▸ **Task statement**:
Report each line of the entries that includes "single" by copying it.
---------------
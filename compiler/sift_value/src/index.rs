//! Natives behind the `Index` instruction.
//!
//! Each native receives the tuple `(container, index...)` built by the
//! instruction's argument block.

use sift_diagnostic::{field_out_of_range, index_out_of_bounds, key_not_found, not_implemented};

use crate::{native, EvalResult, NativeFn, Value};

fn args(input: &Value) -> EvalResult<&[Value]> {
    input.as_tuple().ok_or_else(|| not_implemented("index"))
}

/// Resolve an array position: unsigned as is, negative signed counting from
/// the end, reals as a fraction of `len - 1`.
pub fn position(len: usize, index: &Value) -> EvalResult<usize> {
    let pos = match &*index.plain() {
        Value::UInt(i) => usize::try_from(*i).ok(),
        Value::Int(i) if *i < 0 => usize::try_from(i.unsigned_abs())
            .ok()
            .and_then(|back| len.checked_sub(back)),
        Value::Int(i) => usize::try_from(*i).ok(),
        Value::Real(z) if (0.0..=1.0).contains(z) => Some((len.saturating_sub(1) as f64 * z) as usize),
        Value::Real(_) => None,
        _ => return Err(not_implemented("index")),
    };
    match pos {
        Some(p) if p < len => Ok(p),
        _ => Err(index_out_of_bounds()),
    }
}

fn range(len: usize, from: &Value, to: &Value) -> EvalResult<(usize, usize)> {
    let from = position(len, from)?;
    let to = position(len, to)?;
    if from > to {
        return Err(index_out_of_bounds());
    }
    Ok((from, to))
}

/// `array[i]`
pub fn array_element() -> NativeFn {
    native(|input, out| {
        let [container, ix] = args(input)? else {
            return Err(not_implemented("index"));
        };
        let array = container.as_array().ok_or_else(|| not_implemented("index"))?;
        let pos = position(array.len(), ix)?;
        *out = array.get(pos).ok_or_else(index_out_of_bounds)?;
        Ok(())
    })
}

/// `array[i, j]`, inclusive.
pub fn array_slice() -> NativeFn {
    native(|input, out| {
        let [container, from, to] = args(input)? else {
            return Err(not_implemented("slice"));
        };
        let array = container.as_array().ok_or_else(|| not_implemented("slice"))?;
        let (from, to) = range(array.len(), from, to)?;
        *out = Value::array(array.slice(from, to));
        Ok(())
    })
}

/// `string[i, j]`, inclusive and counted in characters.
pub fn substring() -> NativeFn {
    native(|input, out| {
        let [container, from, to] = args(input)? else {
            return Err(not_implemented("substring"));
        };
        let s = container.as_str().ok_or_else(|| not_implemented("substring"))?;
        let (from, to) = range(s.chars().count(), from, to)?;
        *out = Value::owned_string(s.chars().skip(from).take(to - from + 1).collect());
        Ok(())
    })
}

/// `map[k]` or `map[k1, k2, ...]` with a tuple key.
pub fn map_lookup() -> NativeFn {
    native(|input, out| {
        let Some((container, keys)) = args(input)?.split_first() else {
            return Err(not_implemented("lookup"));
        };
        let map = container.as_map().ok_or_else(|| not_implemented("lookup"))?;
        let found = match keys {
            [key] => map.get(key),
            keys => map.get(&Value::tuple(keys.to_vec())),
        };
        *out = found.cloned().ok_or_else(key_not_found)?;
        Ok(())
    })
}

/// `tuple[i]` for a literal `i` checked at compile time.
pub fn tuple_field(field: usize) -> NativeFn {
    native(move |input, out| {
        let Some(tuple) = args(input)?.first() else {
            return Err(not_implemented("field"));
        };
        let fields = tuple.as_tuple().ok_or_else(|| not_implemented("field"))?;
        *out = fields
            .get(field)
            .cloned()
            .ok_or_else(|| field_out_of_range(field as u64, fields.len()))?;
        Ok(())
    })
}

#[cfg(test)]
#[allow(
    clippy::unwrap_used,
    reason = "tests use unwrap to panic on unexpected state"
)]
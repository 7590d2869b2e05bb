//! Initializer normalization.
//!
//! `fix_nested_initializer` rewrites a braced initializer into the canonical
//! nested form dictated by the declared dimensions, in two steps:
//!
//! 1. flatten: depth-first walk that splices flattened sub-lists into their
//!    parent, rejects over-full levels, and zero-pads under-full ones until
//!    the tree is a single flat list of exactly `∏ dims` leaves;
//! 2. split: re-nest the flat list by carving contiguous chunks of size
//!    `∏ dims[1..]`, recursively.

use crate::ast::{Expr, InitializerElement, Number};
use crate::consteval::fold::type_fix;
use crate::error::{Error, Result};
use crate::ty::Typename;

pub fn fix_nested_initializer(
    init: &mut InitializerElement,
    dims: &[usize],
    ty: Typename,
) -> Result<()> {
    // A bare scalar over an array shape fills the first element.
    if matches!(init, InitializerElement::Expr(_)) {
        let expr = std::mem::replace(
            init,
            InitializerElement::List(Vec::new()),
        );
        *init = InitializerElement::List(vec![expr]);
    }
    flatten(init, dims, ty)?;
    split(init, dims);
    Ok(())
}

fn flatten(init: &mut InitializerElement, dims: &[usize], ty: Typename) -> Result<()> {
    let elements = match init {
        InitializerElement::Expr(_) => return Ok(()),
        InitializerElement::List(elements) => elements,
    };

    if dims.is_empty() {
        return Err(Error::InitializerTooDeep);
    }
    let full_size: usize = dims.iter().product();
    let sub_dims = &dims[1..];

    let mut flat = Vec::with_capacity(full_size);
    for mut element in std::mem::take(elements) {
        flatten(&mut element, sub_dims, ty)?;
        match element {
            InitializerElement::Expr(_) => flat.push(element),
            InitializerElement::List(sub) => flat.extend(sub),
        }
    }

    if flat.len() > full_size {
        return Err(Error::InitializerOverflow);
    }
    while flat.len() < full_size {
        flat.push(InitializerElement::Expr(Expr::Number(Number::zero(ty))));
    }

    *elements = flat;
    Ok(())
}

fn split(init: &mut InitializerElement, dims: &[usize]) {
    if dims.len() <= 1 {
        return;
    }
    let elements = match init {
        InitializerElement::Expr(_) => return,
        InitializerElement::List(elements) => elements,
    };

    let full_size: usize = dims.iter().product();
    if full_size == 0 {
        elements.clear();
        return;
    }
    let step = full_size / dims[0];

    let flat = std::mem::take(elements);
    let mut nested = Vec::with_capacity(dims[0]);
    let mut iter = flat.into_iter();
    for _ in 0..dims[0] {
        let chunk: Vec<_> = iter.by_ref().take(step).collect();
        let mut element = InitializerElement::List(chunk);
        split(&mut element, &dims[1..]);
        nested.push(element);
    }
    *elements = nested;
}

/// Every leaf of a constant initializer must have folded to a literal.
pub(crate) fn const_initializer_assert(init: &InitializerElement) -> Result<()> {
    match init {
        InitializerElement::Expr(expr) => {
            if expr.as_number().is_none() {
                return Err(Error::NonConstInit);
            }
            Ok(())
        }
        InitializerElement::List(elements) => {
            for element in elements {
                const_initializer_assert(element)?;
            }
            Ok(())
        }
    }
}

/// Coerces every literal leaf to the declared element type. Non-literal
/// leaves are deferred to lowering, which casts the stored value instead.
pub(crate) fn initializer_type_fix(init: &mut InitializerElement, want: Typename) -> Result<()> {
    match init {
        InitializerElement::Expr(expr) => {
            if let Some(value) = expr.as_number() {
                if value.ty() != want {
                    *expr = Expr::Number(type_fix(value, want)?);
                }
            }
            Ok(())
        }
        InitializerElement::List(elements) => {
            for element in elements {
                initializer_type_fix(element, want)?;
            }
            Ok(())
        }
    }
}
//! Grammar and AST construction.

use sysyc::ast::*;
use sysyc::ty::Typename;

fn parse(source: &str) -> CompileUnit {
    sysyc::parse(source).expect("parse")
}

fn main_body(source: &str) -> Vec<BlockItem> {
    let unit = parse(source);
    for item in unit.items {
        if let GlobalItem::Func(func) = item {
            if func.name == "main" {
                return func.body.items;
            }
        }
    }
    panic!("no main in {}", source);
}

fn return_expr(source: &str) -> Expr {
    match main_body(source).into_iter().next() {
        Some(BlockItem::Stmt(Stmt::Return(Some(expr)))) => expr,
        other => panic!("expected return, got {:?}", other),
    }
}

fn binary_parts(expr: &Expr) -> (BinaryOp, &Expr, &Expr) {
    match expr {
        Expr::Binary { op, lhs, rhs } => (*op, lhs, rhs),
        other => panic!("expected binary, got {:?}", other),
    }
}

#[test]
fn precedence_mul_over_add() {
    // 1 + 2 * 3 parses as 1 + (2 * 3).
    let expr = return_expr("int main() { return 1 + 2 * 3; }");
    let (op, lhs, rhs) = binary_parts(&expr);
    assert_eq!(op, BinaryOp::Add);
    assert_eq!(lhs.as_number(), Some(Number::Int(1)));
    let (op, _, _) = binary_parts(rhs);
    assert_eq!(op, BinaryOp::Mul);
}

#[test]
fn arithmetic_is_left_associative() {
    // 10 - 4 - 3 parses as (10 - 4) - 3.
    let expr = return_expr("int main() { return 10 - 4 - 3; }");
    let (op, lhs, rhs) = binary_parts(&expr);
    assert_eq!(op, BinaryOp::Sub);
    assert_eq!(rhs.as_number(), Some(Number::Int(3)));
    let (op, _, _) = binary_parts(lhs);
    assert_eq!(op, BinaryOp::Sub);
}

#[test]
fn relational_binds_tighter_than_logical() {
    // a < b && b > a parses as (a < b) && (b > a).
    let items = main_body("int main() { int a; int b; return a < b && b > a; }");
    let BlockItem::Stmt(Stmt::Return(Some(expr))) = &items[2] else {
        panic!("expected return");
    };
    let (op, lhs, rhs) = binary_parts(expr);
    assert_eq!(op, BinaryOp::And);
    assert_eq!(binary_parts(lhs).0, BinaryOp::Lt);
    assert_eq!(binary_parts(rhs).0, BinaryOp::Gt);
}

#[test]
fn or_binds_looser_than_and() {
    // a || b && c parses as a || (b && c).
    let items = main_body("int main() { int a; return a || a && a; }");
    let BlockItem::Stmt(Stmt::Return(Some(expr))) = &items[1] else {
        panic!("expected return");
    };
    let (op, _, rhs) = binary_parts(expr);
    assert_eq!(op, BinaryOp::Or);
    assert_eq!(binary_parts(rhs).0, BinaryOp::And);
}

#[test]
fn parentheses_override_precedence() {
    let expr = return_expr("int main() { return (1 + 2) * 3; }");
    let (op, lhs, _) = binary_parts(&expr);
    assert_eq!(op, BinaryOp::Mul);
    assert_eq!(binary_parts(lhs).0, BinaryOp::Add);
}

#[test]
fn unary_operators_nest() {
    let expr = return_expr("int main() { return - ! + 1; }");
    let Expr::Unary {
        op: UnaryOp::Minus,
        expr,
    } = expr
    else {
        panic!("expected unary minus");
    };
    let Expr::Unary {
        op: UnaryOp::Not,
        expr,
    } = *expr
    else {
        panic!("expected unary not");
    };
    assert!(matches!(
        *expr,
        Expr::Unary {
            op: UnaryOp::Plus,
            ..
        }
    ));
}

#[test]
fn dangling_else_attaches_to_inner_if() {
    let items = main_body("int main() { if (1) if (2) return 1; else return 2; return 3; }");
    let BlockItem::Stmt(Stmt::If { then, els, .. }) = &items[0] else {
        panic!("expected if");
    };
    assert!(els.is_none(), "outer if has no else");
    let Stmt::If { els: inner_els, .. } = then.as_ref() else {
        panic!("expected inner if");
    };
    assert!(inner_els.is_some(), "inner if owns the else");
}

#[test]
fn multi_def_declarations() {
    let unit = parse("int a, b = 1, c[2] = {1, 2};");
    let GlobalItem::Decl(Decl::Var(decl)) = &unit.items[0] else {
        panic!("expected var decl");
    };
    assert_eq!(decl.ty, Typename::Int);
    assert_eq!(decl.defs.len(), 3);
    assert!(decl.defs[0].init.is_none());
    assert!(decl.defs[1].init.is_some());
    assert_eq!(decl.defs[2].dims.len(), 1);
}

#[test]
fn function_arg_shapes() {
    let unit = parse("void f(int x, float y, int a[], int b[][4]) {}");
    let GlobalItem::Func(func) = &unit.items[0] else {
        panic!("expected function");
    };
    assert_eq!(func.return_ty, Typename::Void);
    assert_eq!(func.args.len(), 4);
    assert!(func.args[0].dims.is_none());
    assert_eq!(func.args[1].ty, Typename::Float);

    let a_dims = func.args[2].dims.as_ref().unwrap();
    assert_eq!(a_dims.len(), 1);
    assert!(a_dims[0].is_none());

    let b_dims = func.args[3].dims.as_ref().unwrap();
    assert_eq!(b_dims.len(), 2);
    assert!(b_dims[0].is_none());
    assert!(b_dims[1].is_some());
}

#[test]
fn nested_initializer_lists() {
    let unit = parse("int a[2][2] = {{1, 2}, {3}};");
    let GlobalItem::Decl(Decl::Var(decl)) = &unit.items[0] else {
        panic!("expected var decl");
    };
    let Some(InitializerElement::List(rows)) = &decl.defs[0].init else {
        panic!("expected list initializer");
    };
    assert_eq!(rows.len(), 2);
    assert!(matches!(&rows[0], InitializerElement::List(r) if r.len() == 2));
    assert!(matches!(&rows[1], InitializerElement::List(r) if r.len() == 1));
}

#[test]
fn empty_initializer_list() {
    let unit = parse("int a[4] = {};");
    let GlobalItem::Decl(Decl::Var(decl)) = &unit.items[0] else {
        panic!("expected var decl");
    };
    assert_eq!(
        decl.defs[0].init,
        Some(InitializerElement::List(Vec::new()))
    );
}

#[test]
fn literal_forms() {
    let items = main_body(
        "int main() {
             int a = 0x1F;
             int b = 017;
             float c = 1.5;
             float d = .5;
             float e = 2.;
             float f = 1e3;
             float g = 0x1p-1;
             return 0;
         }",
    );
    let expect = [
        Number::Int(31),
        Number::Int(15),
        Number::Float(1.5),
        Number::Float(0.5),
        Number::Float(2.0),
        Number::Float(1000.0),
        Number::Float(0.5),
    ];
    for (item, want) in items.iter().zip(expect) {
        let BlockItem::Decl(Decl::Var(decl)) = item else {
            panic!("expected declaration");
        };
        let Some(InitializerElement::Expr(expr)) = &decl.defs[0].init else {
            panic!("expected scalar initializer");
        };
        assert_eq!(expr.as_number(), Some(want));
    }
}

#[test]
fn call_expressions_and_statements() {
    let items = main_body("int main() { putint(getint()); f(1, 2, 3); return 0; }");
    let BlockItem::Stmt(Stmt::Expr(Expr::Call { name, args })) = &items[0] else {
        panic!("expected call statement");
    };
    assert_eq!(name, "putint");
    assert!(matches!(&args[0], Expr::Call { name, .. } if name == "getint"));

    let BlockItem::Stmt(Stmt::Expr(Expr::Call { args, .. })) = &items[1] else {
        panic!("expected call statement");
    };
    assert_eq!(args.len(), 3);
}

#[test]
fn lvalue_index_chains() {
    let items = main_body("int main() { int g[2][3]; g[1][2] = 5; return g[0][0]; }");
    let BlockItem::Stmt(Stmt::Assign { lvalue, .. }) = &items[1] else {
        panic!("expected assignment");
    };
    assert_eq!(lvalue.name, "g");
    assert_eq!(lvalue.indices.len(), 2);
}

#[test]
fn comments_and_whitespace_ignored() {
    let unit = parse("/* leading */ int /* mid */ main() { return 0; } // trailing");
    assert_eq!(unit.items.len(), 1);
}
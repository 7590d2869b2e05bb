use thiserror::Error;

use crate::ir::verify::VerifyError;

pub type Result<T> = std::result::Result<T, Error>;

/// Every violation the front-end can detect. All of them are fatal: the
/// first error aborts compilation, no recovery is attempted.
#[derive(Debug, Error)]
pub enum Error {
    #[error("syntax error: {0}")]
    Syntax(String),

    #[error("duplicated symbol definition: {0}")]
    DuplicatedDef(String),

    #[error("symbol not found: {0}")]
    SymbolNotFound(String),

    #[error("using break/continue outside of loop")]
    NotInLoop,

    #[error("division by zero in constant expression")]
    DivisionByZero,

    #[error("unexpected non-constant initializer")]
    NonConstInit,

    #[error("array size must be a non-negative integer constant")]
    InvalidArrayLen,

    #[error("initializer overflow")]
    InitializerOverflow,

    #[error("nested initializer list is too deep")]
    InitializerTooDeep,

    #[error("scalar variable cannot take a list initializer")]
    ScalarListInit,

    #[error("float type cannot use mod operator")]
    FloatMod,

    #[error("unknown type cast: {from} -> {to}")]
    InvalidCast { from: String, to: String },

    #[error("argument mismatch in call to {0}")]
    ArgMismatch(String),

    #[error("using a void value")]
    UseVoidValue,

    #[error("assigning to an array")]
    ArrayAssign,

    #[error("returning a value in void function")]
    RetValInVoidFunc,

    #[error("verifier: {0}")]
    Verify(#[from] VerifyError),
}

/// The six-kind taxonomy used for the driver's fatal log line.
#[derive(Debug, Clone, Copy, PartialEq, Eq)]
pub enum ErrorKind {
    Syntax,
    Type,
    Shape,
    Const,
    Scope,
    Internal,
}

impl Error {
    pub fn kind(&self) -> ErrorKind {
        match self {
            Error::Syntax(_) => ErrorKind::Syntax,
            Error::DuplicatedDef(_) | Error::SymbolNotFound(_) | Error::NotInLoop => {
                ErrorKind::Scope
            }
            Error::DivisionByZero | Error::NonConstInit => ErrorKind::Const,
            Error::InvalidArrayLen
            | Error::InitializerOverflow
            | Error::InitializerTooDeep
            | Error::ScalarListInit => ErrorKind::Shape,
            Error::FloatMod
            | Error::InvalidCast { .. }
            | Error::ArgMismatch(_)
            | Error::UseVoidValue
            | Error::ArrayAssign
            | Error::RetValInVoidFunc => ErrorKind::Type,
            Error::Verify(_) => ErrorKind::Internal,
        }
    }
}

impl std::fmt::Display for ErrorKind {
    fn fmt(&self, f: &mut std::fmt::Formatter<'_>) -> std::fmt::Result {
        let s = match self {
            ErrorKind::Syntax => "SyntaxError",
            ErrorKind::Type => "TypeError",
            ErrorKind::Shape => "ShapeError",
            ErrorKind::Const => "ConstError",
            ErrorKind::Scope => "ScopeError",
            ErrorKind::Internal => "InternalError",
        };
        f.write_str(s)
    }
}
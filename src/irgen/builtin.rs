//! SysY runtime library prototypes.
//!
//! The runtime is linked externally; only declarations are emitted, with
//! the signatures of the SysY standard library.

use crate::error::{Error, Result};
use crate::ir::{IrType, Linkage, Param};
use crate::irgen::ctx::Ctx;

fn param(name: &str, ty: IrType) -> Param {
    Param {
        name: name.to_string(),
        ty,
    }
}

pub fn load_builtins(ctx: &mut Ctx) -> Result<()> {
    let int_ptr = IrType::Int.ptr_to();
    let float_ptr = IrType::Float.ptr_to();

    let builtins: Vec<(IrType, &str, Vec<Param>)> = vec![
        (IrType::Int, "getint", vec![]),
        (IrType::Int, "getch", vec![]),
        (IrType::Float, "getfloat", vec![]),
        (IrType::Int, "getarray", vec![param("a", int_ptr.clone())]),
        (IrType::Int, "getfarray", vec![param("a", float_ptr.clone())]),
        (IrType::Void, "putint", vec![param("a", IrType::Int)]),
        (IrType::Void, "putch", vec![param("a", IrType::Int)]),
        (IrType::Void, "putfloat", vec![param("a", IrType::Float)]),
        (
            IrType::Void,
            "putarray",
            vec![param("n", IrType::Int), param("a", int_ptr)],
        ),
        (
            IrType::Void,
            "putfarray",
            vec![param("n", IrType::Int), param("a", float_ptr)],
        ),
        (
            IrType::Void,
            "_sysy_starttime",
            vec![param("lineno", IrType::Int)],
        ),
        (
            IrType::Void,
            "_sysy_stoptime",
            vec![param("lineno", IrType::Int)],
        ),
    ];

    for (return_ty, name, params) in builtins {
        ctx.module
            .declare_function(name, params, return_ty, Linkage::External)
            .map_err(|_| Error::DuplicatedDef(name.to_string()))?;
    }
    Ok(())
}
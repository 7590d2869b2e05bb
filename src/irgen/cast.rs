//! Implicit numeric conversion.
//!
//! `cast` implements the six legal entries of the cast table; everything
//! else is a fatal type error. The `*_type_fix` helpers compute an
//! operation's calculation type (`clamp(join(..), lo, hi)`) and coerce the
//! operands to it.

use crate::error::{Error, Result};
use crate::ir::{CastOp, FCmpCond, ICmpCond, IrType, Operand};
use crate::irgen::ctx::Ctx;
use crate::ty::Typename;

/// The lattice type of a scalar IR value.
pub fn typename_of(ty: &IrType) -> Option<Typename> {
    match ty {
        IrType::Bool => Some(Typename::Bool),
        IrType::Int => Some(Typename::Int),
        IrType::Float => Some(Typename::Float),
        _ => None,
    }
}

fn scalar_type(ctx: &Ctx, value: Operand) -> Result<Typename> {
    let ty = ctx.value_type(value);
    typename_of(&ty).ok_or_else(|| Error::InvalidCast {
        from: ty.to_string(),
        to: "scalar".to_string(),
    })
}

/// Coerces `value` to `want` per the cast table.
pub fn cast(ctx: &mut Ctx, value: Operand, want: Typename) -> Result<Operand> {
    let curr = scalar_type(ctx, value)?;
    if curr == want {
        return Ok(value);
    }
    let cast_err = || Error::InvalidCast {
        from: curr.to_string(),
        to: want.to_string(),
    };
    match (curr, want) {
        (Typename::Bool, Typename::Int) => Ok(ctx.emit_cast(CastOp::ZExt, value)),
        (Typename::Bool, Typename::Float) => Ok(ctx.emit_cast(CastOp::UiToFp, value)),
        (Typename::Int, Typename::Bool) => {
            Ok(ctx.emit_icmp(ICmpCond::Ne, value, Operand::ConstInt(0)))
        }
        (Typename::Int, Typename::Float) => Ok(ctx.emit_cast(CastOp::SiToFp, value)),
        (Typename::Float, Typename::Bool) => {
            Ok(ctx.emit_fcmp(FCmpCond::One, value, Operand::ConstFloat(0.0)))
        }
        (Typename::Float, Typename::Int) => Ok(ctx.emit_cast(CastOp::FpToSi, value)),
        _ => Err(cast_err()),
    }
}

/// Clamps a single operand's type into `[lo, hi]` and coerces.
pub fn unary_expr_type_fix(
    ctx: &mut Ctx,
    value: Operand,
    lo: Typename,
    hi: Typename,
) -> Result<(Operand, Typename)> {
    let ty = scalar_type(ctx, value)?;
    let calc = ty.clamp_to(lo, hi);
    let value = if ty != calc { cast(ctx, value, calc)? } else { value };
    Ok((value, calc))
}

/// Joins both operand types, clamps into `[lo, hi]`, and coerces each.
pub fn binary_expr_type_fix(
    ctx: &mut Ctx,
    lhs: Operand,
    rhs: Operand,
    lo: Typename,
    hi: Typename,
) -> Result<(Operand, Operand, Typename)> {
    let lty = scalar_type(ctx, lhs)?;
    let rty = scalar_type(ctx, rhs)?;
    let calc = lty.join(rty).clamp_to(lo, hi);
    let lhs = if lty != calc { cast(ctx, lhs, calc)? } else { lhs };
    let rhs = if rty != calc { cast(ctx, rhs, calc)? } else { rhs };
    Ok((lhs, rhs, calc))
}

/// Coerces a condition value to `Bool`.
pub fn to_bool(ctx: &mut Ctx, value: Operand) -> Result<Operand> {
    cast(ctx, value, Typename::Bool)
}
---------------
▸ **Answer to the exercise**:
//!    the tree is a single flat list of exactly `∏ dims` leaves;
/// Clamps a single operand's type into `[lo, hi]` and coerces.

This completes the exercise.